When a line in the data below includes "that", count it; then give only the total.

(PROVIDED RECORDS begins)

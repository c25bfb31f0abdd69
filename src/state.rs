//! Implements a struct that holds the state of the REST server.

use chrono::Duration;
use jsonwebtoken::{DecodingKey, EncodingKey};

use crate::{
    pagination::PaginationConfig,
    stores::sqlite::{SQLiteCategoryStore, SQLiteTransactionStore, SQLiteUserStore},
};

/// The signing and verification keys for JWTs, derived from one secret.
#[derive(Clone)]
struct JwtKeys {
    encoding_key: EncodingKey,
    decoding_key: DecodingKey,
}

impl JwtKeys {
    fn new(secret: &str) -> Self {
        Self {
            encoding_key: EncodingKey::from_secret(secret.as_ref()),
            decoding_key: DecodingKey::from_secret(secret.as_ref()),
        }
    }
}

/// The state of the REST server.
///
/// All stores share one underlying database connection. There is no other
/// shared mutable state between requests.
#[derive(Clone)]
pub struct AppState {
    /// The store for income/expense categories.
    pub category_store: SQLiteCategoryStore,
    /// The store for transactions.
    pub transaction_store: SQLiteTransactionStore,
    /// The store for user accounts.
    pub user_store: SQLiteUserStore,
    /// The account type recorded on transactions that do not specify one.
    pub default_account_type: String,
    /// The config that controls how to display pages of data.
    pub pagination_config: PaginationConfig,
    /// How long issued auth tokens stay valid.
    pub token_duration: Duration,
    jwt_keys: JwtKeys,
}

impl AppState {
    /// Create a new [AppState].
    ///
    /// `jwt_secret` is used for both signing and verifying auth tokens.
    pub fn new(
        jwt_secret: &str,
        default_account_type: &str,
        pagination_config: PaginationConfig,
        category_store: SQLiteCategoryStore,
        transaction_store: SQLiteTransactionStore,
        user_store: SQLiteUserStore,
    ) -> Self {
        Self {
            category_store,
            transaction_store,
            user_store,
            default_account_type: default_account_type.to_owned(),
            pagination_config,
            token_duration: Duration::days(7),
            jwt_keys: JwtKeys::new(jwt_secret),
        }
    }

    /// The encoding key for JWTs.
    pub fn encoding_key(&self) -> &EncodingKey {
        &self.jwt_keys.encoding_key
    }

    /// The decoding key for JWTs.
    pub fn decoding_key(&self) -> &DecodingKey {
        &self.jwt_keys.decoding_key
    }
}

(PROVIDED RECORDS ends)

PROBLEM SOLUTION >> 3